Viking Call

Upper Merion High's Student Newspaper


Upper Merion Safe, But Not Secure

Upper Merion’s Low Violent Crime; Major Property Crime Problem

Upper Merion is easily one of the safest areas in Pennsylvania. Violent crime stands at a third of state and national averages and the township police department, in their January 2023 release, recorded zero reports of homicide, a statistic confirmed by Niche’s score on Upper Merion Crime. The township further noted in its release no reports of burglary, assault, and only one report of “criminal mischief,” a record many towns and cities wish they could emulate as more and more Americans become concerned with criminal activity and law enforcement in their areas.

Despite the success of the UMPD to make Upper Merion one of the safest towns in the country, Upper Merion has a disturbing trend that has yet to be thoroughly addressed: high property crime. In the same report, the township concluded several accounts of identity theft, fraud, vehicle and retail theft, general theft, and at least one count of both a stolen vehicle and a robbery. UM property crime is also better highlighted by “Best Place” and “Security Gauge,” two sources of crime statistics, which concluded that Upper Merion has double the average property crime rate as the rest of the state, and nearly triple that of the national average. The township’s “white collar” crime rate has also been called to attention following a crackdown on financial fraud in the neighboring city of Philadelphia. 
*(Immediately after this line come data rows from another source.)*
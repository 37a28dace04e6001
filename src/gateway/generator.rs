//! Request orchestration: normalize, look up, schedule, store
//!
//! Single and batch generation share one cache policy. Every prompt goes
//! through the same preparation (preset, optimization, key derivation) and
//! only cache misses are handed to the scheduler.

use futures::future::join_all;
use serde::{Deserialize, Serialize};
use std::sync::Arc;
use std::time::{Duration, Instant};
use tracing::{info, warn};

use crate::backend::traits::{
    GenerationRequest, GenerationSettings, ImageSynthesizer, DEFAULT_GUIDANCE, DEFAULT_HEIGHT,
    DEFAULT_NUM_STEPS, DEFAULT_WIDTH,
};
use crate::cache::{compute_key, CacheKey, ImageCache};
use crate::error::{AppError, Result};
use crate::prompt::{apply_style_preset, optimize};
use crate::queue::{Scheduler, TaskHandle};
use crate::response::{base64, detect_image_format};

/// Default upper bound on prompts per batch
pub const DEFAULT_MAX_BATCH: usize = 10;

fn default_true() -> bool {
    true
}

/// Caller-supplied generation parameters; missing fields take defaults
#[derive(Debug, Clone, Default, PartialEq, Serialize, Deserialize)]
pub struct GenerationOverrides {
    #[serde(default)]
    pub width: Option<u32>,
    #[serde(default)]
    pub height: Option<u32>,
    #[serde(default, alias = "numSteps")]
    pub num_steps: Option<u32>,
    #[serde(default)]
    pub guidance: Option<f32>,
    #[serde(default)]
    pub seed: Option<i64>,
}

impl GenerationOverrides {
    pub fn resolve(&self) -> GenerationSettings {
        GenerationSettings {
            width: self.width.unwrap_or(DEFAULT_WIDTH),
            height: self.height.unwrap_or(DEFAULT_HEIGHT),
            num_steps: self.num_steps.unwrap_or(DEFAULT_NUM_STEPS),
            guidance: self.guidance.unwrap_or(DEFAULT_GUIDANCE),
            seed: self.seed,
        }
    }
}

/// Single generation request
#[derive(Debug, Clone, PartialEq, Serialize, Deserialize)]
pub struct GenerateOptions {
    pub prompt: String,
    #[serde(flatten)]
    pub settings: GenerationOverrides,
    #[serde(default = "default_true")]
    pub optimize: bool,
    #[serde(default = "default_true", alias = "useCache")]
    pub use_cache: bool,
    /// Style preset applied before optimization; its parameters win
    #[serde(default)]
    pub preset: Option<String>,
}

impl GenerateOptions {
    pub fn new(prompt: impl Into<String>) -> Self {
        Self {
            prompt: prompt.into(),
            settings: GenerationOverrides::default(),
            optimize: true,
            use_cache: true,
            preset: None,
        }
    }
}

/// Batch generation request
#[derive(Debug, Clone, PartialEq, Serialize, Deserialize)]
pub struct BatchOptions {
    pub prompts: Vec<String>,
    #[serde(default)]
    pub settings: GenerationOverrides,
    #[serde(default)]
    pub optimize: bool,
    #[serde(default = "default_true", alias = "useCache")]
    pub use_cache: bool,
}

impl BatchOptions {
    pub fn new<I, S>(prompts: I) -> Self
    where
        I: IntoIterator<Item = S>,
        S: Into<String>,
    {
        Self {
            prompts: prompts.into_iter().map(Into::into).collect(),
            settings: GenerationOverrides::default(),
            optimize: false,
            use_cache: true,
        }
    }
}

/// How a result was obtained
#[derive(Debug, Clone, Copy, PartialEq, Eq, Serialize)]
#[serde(rename_all = "UPPERCASE")]
pub enum CacheStatus {
    Hit,
    Miss,
    /// Caching disabled for this request or for the generator
    Bypass,
}

impl CacheStatus {
    pub fn as_str(&self) -> &'static str {
        match self {
            CacheStatus::Hit => "HIT",
            CacheStatus::Miss => "MISS",
            CacheStatus::Bypass => "BYPASS",
        }
    }
}

/// A generated (or cached) image with its metadata
#[derive(Debug, Clone)]
pub struct GenerationOutcome {
    pub image: Vec<u8>,
    /// Prompt actually sent to the provider
    pub prompt: String,
    pub settings: GenerationSettings,
    pub optimized: bool,
    pub cache: CacheStatus,
    pub cache_key: CacheKey,
    pub elapsed: Duration,
}

impl GenerationOutcome {
    /// Image as a `data:` URL, typed by its magic bytes (PNG when unknown)
    pub fn data_url(&self) -> String {
        let format = detect_image_format(&self.image).unwrap_or("png");
        base64::create_data_url(&self.image, format)
    }
}

/// Failure of one batch item
#[derive(Debug, Clone, PartialEq, Eq, Serialize)]
pub struct ItemFailure {
    pub kind: &'static str,
    pub message: String,
}

impl From<AppError> for ItemFailure {
    fn from(error: AppError) -> Self {
        Self {
            kind: error.kind(),
            message: error.to_string(),
        }
    }
}

/// Outcome of one prompt inside a batch
#[derive(Debug, Clone)]
pub struct BatchItem {
    /// Position of the prompt in the submitted list
    pub index: usize,
    /// Prompt as submitted
    pub prompt: String,
    pub result: std::result::Result<GenerationOutcome, ItemFailure>,
}

/// Aggregate batch result. Partial failure is a normal outcome.
#[derive(Debug, Clone)]
pub struct BatchReport {
    pub total: usize,
    pub successful: usize,
    pub failed: usize,
    /// Sorted by `index`
    pub items: Vec<BatchItem>,
    pub elapsed: Duration,
}

impl BatchReport {
    pub fn successes(&self) -> impl Iterator<Item = (usize, &GenerationOutcome)> {
        self.items
            .iter()
            .filter_map(|item| item.result.as_ref().ok().map(|outcome| (item.index, outcome)))
    }
}

/// Prompt after preset and optimization, with its cache key
struct PreparedRequest {
    request: GenerationRequest,
    key: CacheKey,
    optimized: bool,
}

/// Wires the normalizer, cache and scheduler around a synthesizer
pub struct Generator {
    synthesizer: Arc<dyn ImageSynthesizer>,
    cache: Option<ImageCache>,
    scheduler: Scheduler,
    max_batch: usize,
}

impl Generator {
    pub fn new(
        synthesizer: Arc<dyn ImageSynthesizer>,
        cache: Option<ImageCache>,
        scheduler: Scheduler,
    ) -> Self {
        Self {
            synthesizer,
            cache,
            scheduler,
            max_batch: DEFAULT_MAX_BATCH,
        }
    }

    /// Set the maximum number of prompts accepted per batch (at least one)
    pub fn with_max_batch(mut self, max_batch: usize) -> Self {
        self.max_batch = max_batch.max(1);
        self
    }

    pub fn scheduler(&self) -> &Scheduler {
        &self.scheduler
    }

    pub fn max_batch(&self) -> usize {
        self.max_batch
    }

    fn prepare(
        &self,
        prompt: &str,
        overrides: &GenerationOverrides,
        optimize_prompt: bool,
        preset: Option<&str>,
    ) -> Result<PreparedRequest> {
        let trimmed = prompt.trim();
        if trimmed.is_empty() {
            return Err(AppError::Validation("Prompt is required".to_string()));
        }

        let (mut text, settings) = match preset {
            Some(key) => {
                let applied = apply_style_preset(trimmed, key)?;
                let settings = applied.settings(overrides.seed);
                (applied.prompt, settings)
            }
            None => (trimmed.to_string(), overrides.resolve()),
        };

        if optimize_prompt {
            text = optimize(&text).optimized;
        }

        let key = compute_key(&text, &settings);
        let request = GenerationRequest::with_settings(text, settings)?;

        Ok(PreparedRequest {
            request,
            key,
            optimized: optimize_prompt,
        })
    }

    fn schedule(&self, request: GenerationRequest) -> TaskHandle<Vec<u8>> {
        let synthesizer = self.synthesizer.clone();
        let prompt = request.prompt.clone();
        let settings = request.settings;

        self.scheduler.submit_request(request, move || async move {
            synthesizer.run(&prompt, &settings).await
        })
    }

    fn cache_for(&self, use_cache: bool) -> Option<&ImageCache> {
        self.cache.as_ref().filter(|_| use_cache)
    }

    /// Generate one image, serving it from the cache when possible
    pub async fn generate(&self, options: GenerateOptions) -> Result<GenerationOutcome> {
        let started = Instant::now();
        let prepared = self.prepare(
            &options.prompt,
            &options.settings,
            options.optimize,
            options.preset.as_deref(),
        )?;
        let cache = self.cache_for(options.use_cache);

        if let Some(cache) = cache {
            if let Some(image) = cache.lookup(&prepared.key).await {
                let outcome = finish(prepared, image, CacheStatus::Hit, started);
                info!(
                    key = %outcome.cache_key,
                    elapsed_ms = outcome.elapsed.as_millis() as u64,
                    "Served from cache"
                );
                return Ok(outcome);
            }
        }

        let image = self.schedule(prepared.request.clone()).await?;

        let status = match cache {
            Some(cache) => {
                cache.store(&prepared.key, image.clone()).await;
                CacheStatus::Miss
            }
            None => CacheStatus::Bypass,
        };

        let outcome = finish(prepared, image, status, started);
        info!(
            key = %outcome.cache_key,
            cache = outcome.cache.as_str(),
            elapsed_ms = outcome.elapsed.as_millis() as u64,
            "Generated image"
        );
        Ok(outcome)
    }

    /// Generate a batch. Prompts beyond the batch cap are dropped; every
    /// remaining prompt yields one item, successful or not.
    pub async fn generate_batch(&self, options: BatchOptions) -> Result<BatchReport> {
        let started = Instant::now();

        if options.prompts.is_empty() {
            return Err(AppError::Validation(
                "At least one prompt is required".to_string(),
            ));
        }

        if options.prompts.len() > self.max_batch {
            warn!(
                submitted = options.prompts.len(),
                max_batch = self.max_batch,
                "Batch truncated"
            );
        }

        let prompts: Vec<String> = options.prompts.into_iter().take(self.max_batch).collect();
        let total = prompts.len();
        let cache = self.cache_for(options.use_cache);

        let prepared: Vec<_> = prompts
            .iter()
            .enumerate()
            .map(|(index, prompt)| {
                self.prepare(prompt, &options.settings, options.optimize, None)
                    .map(|p| PreparedRequest {
                        request: p.request.at_index(index),
                        ..p
                    })
            })
            .collect();

        // Lookups run together; misses are then submitted in index order so
        // the scheduler sees the batch FIFO.
        let lookups = join_all(prepared.iter().map(|p| async move {
            match (p, cache) {
                (Ok(p), Some(cache)) => cache.lookup(&p.key).await,
                _ => None,
            }
        }))
        .await;

        enum Pending {
            Done(std::result::Result<GenerationOutcome, ItemFailure>),
            Scheduled(PreparedRequest, TaskHandle<Vec<u8>>),
        }

        let pending: Vec<Pending> = prepared
            .into_iter()
            .zip(lookups)
            .map(|(prepared, cached)| match (prepared, cached) {
                (Err(e), _) => Pending::Done(Err(e.into())),
                (Ok(p), Some(image)) => {
                    Pending::Done(Ok(finish(p, image, CacheStatus::Hit, started)))
                }
                (Ok(p), None) => {
                    let handle = self.schedule(p.request.clone());
                    Pending::Scheduled(p, handle)
                }
            })
            .collect();

        let results = join_all(pending.into_iter().map(|entry| async move {
            match entry {
                Pending::Done(result) => result,
                Pending::Scheduled(p, handle) => match handle.await {
                    Ok(image) => {
                        let status = match cache {
                            Some(cache) => {
                                cache.store(&p.key, image.clone()).await;
                                CacheStatus::Miss
                            }
                            None => CacheStatus::Bypass,
                        };
                        Ok(finish(p, image, status, started))
                    }
                    Err(e) => {
                        warn!(index = ?p.request.index, error = %e, "Batch item failed");
                        Err(ItemFailure::from(e))
                    }
                },
            }
        }))
        .await;

        let items: Vec<BatchItem> = prompts
            .into_iter()
            .zip(results)
            .enumerate()
            .map(|(index, (prompt, result))| BatchItem {
                index,
                prompt,
                result,
            })
            .collect();

        let successful = items.iter().filter(|item| item.result.is_ok()).count();
        let report = BatchReport {
            total,
            successful,
            failed: total - successful,
            items,
            elapsed: started.elapsed(),
        };

        info!(
            total = report.total,
            successful = report.successful,
            failed = report.failed,
            elapsed_ms = report.elapsed.as_millis() as u64,
            "Batch completed"
        );

        Ok(report)
    }
}

fn finish(
    prepared: PreparedRequest,
    image: Vec<u8>,
    cache: CacheStatus,
    started: Instant,
) -> GenerationOutcome {
    GenerationOutcome {
        image,
        prompt: prepared.request.prompt,
        settings: prepared.request.settings,
        optimized: prepared.optimized,
        cache,
        cache_key: prepared.key,
        elapsed: started.elapsed(),
    }
}
//! Blob store abstraction backing the result cache

use async_trait::async_trait;
use dashmap::DashMap;
use std::io::ErrorKind;
use std::path::{Path, PathBuf};
use std::time::{Duration, Instant, SystemTime, UNIX_EPOCH};
use tokio::fs;
use tracing::debug;
use uuid::Uuid;

use crate::error::{AppError, Result};

/// Durable key/value blob storage with per-entry expiry
#[async_trait]
pub trait CachedBlobStore: Send + Sync {
    async fn get(&self, key: &str) -> Result<Option<Vec<u8>>>;

    async fn put(&self, key: &str, bytes: Vec<u8>, ttl: Duration) -> Result<()>;
}

#[derive(Debug, Clone)]
struct StoredBlob {
    bytes: Vec<u8>,
    /// `None` when the TTL reaches past what `Instant` can represent
    expires_at: Option<Instant>,
}

impl StoredBlob {
    fn is_live(&self, now: Instant) -> bool {
        self.expires_at.map_or(true, |at| at > now)
    }
}

/// In-process blob store. Expired entries read as absent and are evicted
/// when touched.
#[derive(Debug, Default)]
pub struct MemoryBlobStore {
    entries: DashMap<String, StoredBlob>,
}

impl MemoryBlobStore {
    pub fn new() -> Self {
        Self::default()
    }

    /// Number of stored entries, including expired ones not yet evicted
    pub fn len(&self) -> usize {
        self.entries.len()
    }

    pub fn is_empty(&self) -> bool {
        self.entries.is_empty()
    }

    /// Drop every expired entry, returning how many were removed
    pub fn purge_expired(&self) -> usize {
        let now = Instant::now();
        let before = self.entries.len();
        self.entries.retain(|_, blob| blob.is_live(now));
        let removed = before.saturating_sub(self.entries.len());
        if removed > 0 {
            debug!(removed = removed, "Purged expired cache entries");
        }
        removed
    }
}

#[async_trait]
impl CachedBlobStore for MemoryBlobStore {
    async fn get(&self, key: &str) -> Result<Option<Vec<u8>>> {
        let now = Instant::now();

        if let Some(blob) = self.entries.get(key) {
            if blob.is_live(now) {
                return Ok(Some(blob.bytes.clone()));
            }
        } else {
            return Ok(None);
        }

        self.entries.remove_if(key, |_, blob| !blob.is_live(now));
        Ok(None)
    }

    async fn put(&self, key: &str, bytes: Vec<u8>, ttl: Duration) -> Result<()> {
        self.entries.insert(
            key.to_string(),
            StoredBlob {
                bytes,
                expires_at: Instant::now().checked_add(ttl),
            },
        );
        Ok(())
    }
}

/// Blob store keeping one file per key under a directory, so entries
/// outlive the process.
///
/// Each file starts with the expiry as big-endian milliseconds since the
/// Unix epoch (`u64::MAX` for never), followed by the blob bytes.
#[derive(Debug, Clone)]
pub struct FileBlobStore {
    directory: PathBuf,
}

const EXPIRY_HEADER_LEN: usize = 8;

impl FileBlobStore {
    pub fn new(directory: impl Into<PathBuf>) -> Self {
        Self {
            directory: directory.into(),
        }
    }

    pub fn directory(&self) -> &Path {
        &self.directory
    }

    fn entry_path(&self, key: &str) -> Result<PathBuf> {
        let valid = !key.is_empty()
            && key
                .chars()
                .all(|c| c.is_ascii_alphanumeric() || c == '_' || c == '-');
        if !valid {
            return Err(AppError::Cache(format!("Invalid cache key: {key:?}")));
        }
        Ok(self.directory.join(format!("{key}.blob")))
    }
}

fn unix_millis_now() -> Result<u64> {
    let since_epoch = SystemTime::now()
        .duration_since(UNIX_EPOCH)
        .map_err(|e| AppError::Cache(format!("System clock before Unix epoch: {e}")))?;
    Ok(u64::try_from(since_epoch.as_millis()).unwrap_or(u64::MAX))
}

#[async_trait]
impl CachedBlobStore for FileBlobStore {
    async fn get(&self, key: &str) -> Result<Option<Vec<u8>>> {
        let path = self.entry_path(key)?;

        let mut contents = match fs::read(&path).await {
            Ok(contents) => contents,
            Err(e) if e.kind() == ErrorKind::NotFound => return Ok(None),
            Err(e) => return Err(e.into()),
        };

        if contents.len() < EXPIRY_HEADER_LEN {
            return Err(AppError::Cache(format!("Truncated cache entry {key}")));
        }

        let mut header = [0u8; EXPIRY_HEADER_LEN];
        header.copy_from_slice(&contents[..EXPIRY_HEADER_LEN]);
        let expires_at = u64::from_be_bytes(header);

        if expires_at <= unix_millis_now()? {
            // Another reader may have removed it already
            let _ = fs::remove_file(&path).await;
            debug!(key = key, "Evicted expired cache file");
            return Ok(None);
        }

        Ok(Some(contents.split_off(EXPIRY_HEADER_LEN)))
    }

    async fn put(&self, key: &str, bytes: Vec<u8>, ttl: Duration) -> Result<()> {
        let path = self.entry_path(key)?;
        fs::create_dir_all(&self.directory).await?;

        let ttl_millis = u64::try_from(ttl.as_millis()).unwrap_or(u64::MAX);
        let expires_at = unix_millis_now()?.saturating_add(ttl_millis);

        let mut contents = Vec::with_capacity(EXPIRY_HEADER_LEN + bytes.len());
        contents.extend_from_slice(&expires_at.to_be_bytes());
        contents.extend_from_slice(&bytes);

        // Write then rename so readers never see a partial entry
        let staging = self.directory.join(format!("{key}.{}.tmp", Uuid::new_v4()));
        fs::write(&staging, &contents).await?;
        fs::rename(&staging, &path).await?;
        Ok(())
    }
}
//! Wave scheduling of provider calls

pub mod scheduler;

pub use scheduler::{ScheduledTask, Scheduler, SchedulerConfig, SchedulerStats, TaskHandle};
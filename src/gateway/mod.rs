//! Gateway module - request orchestration

pub mod generator;

pub use generator::{
    BatchItem, BatchOptions, BatchReport, CacheStatus, GenerateOptions, GenerationOutcome,
    GenerationOverrides, Generator, ItemFailure,
};
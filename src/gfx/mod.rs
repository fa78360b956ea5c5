//! 图形模块
//!
//! 基于 wgpu 封装教程使用的图形对象：
//! - `context`：设备、立即上下文和交换链
//! - `target`：呈现目标（交换链后台缓冲 / 离屏纹理）和视口
//! - `shader`：着色器编译、输入签名和输入布局

pub mod context;
pub mod shader;
pub mod target;

pub use context::{DeviceContext, SwapChain, SwapChainDescription};
pub use shader::{CompiledShader, InputElement, InputLayout, ShaderStageSet};
pub use target::{OffscreenTarget, RenderTarget, TargetView, Viewport};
The dichotomy of these two statistics is clear among residents of the area. One longtime resident of Upper Merion stated regarding violent crime “I believe [the violent crime rate] is about on par for the course. It’s a small community and I think the UMPD does a good job for the size of the area.” Despite the optimism, residents also expressed surprise and concern in reference to the property crime rate. “I don’t know how to feel,” residents told this reporter, “I believed [property crime] would not be higher than neighboring districts. I’m surprised!” The clear transition among residents of the township from contentment to shocking concern reveals just how unnoticed property crime has become in UM,  and calls into question how the community will handle this worrying obstacle, and how Upper Merion can become the example of a rebounding local township to other areas of the state, should property crime be reduced and neighborhoods kept safe in the near future.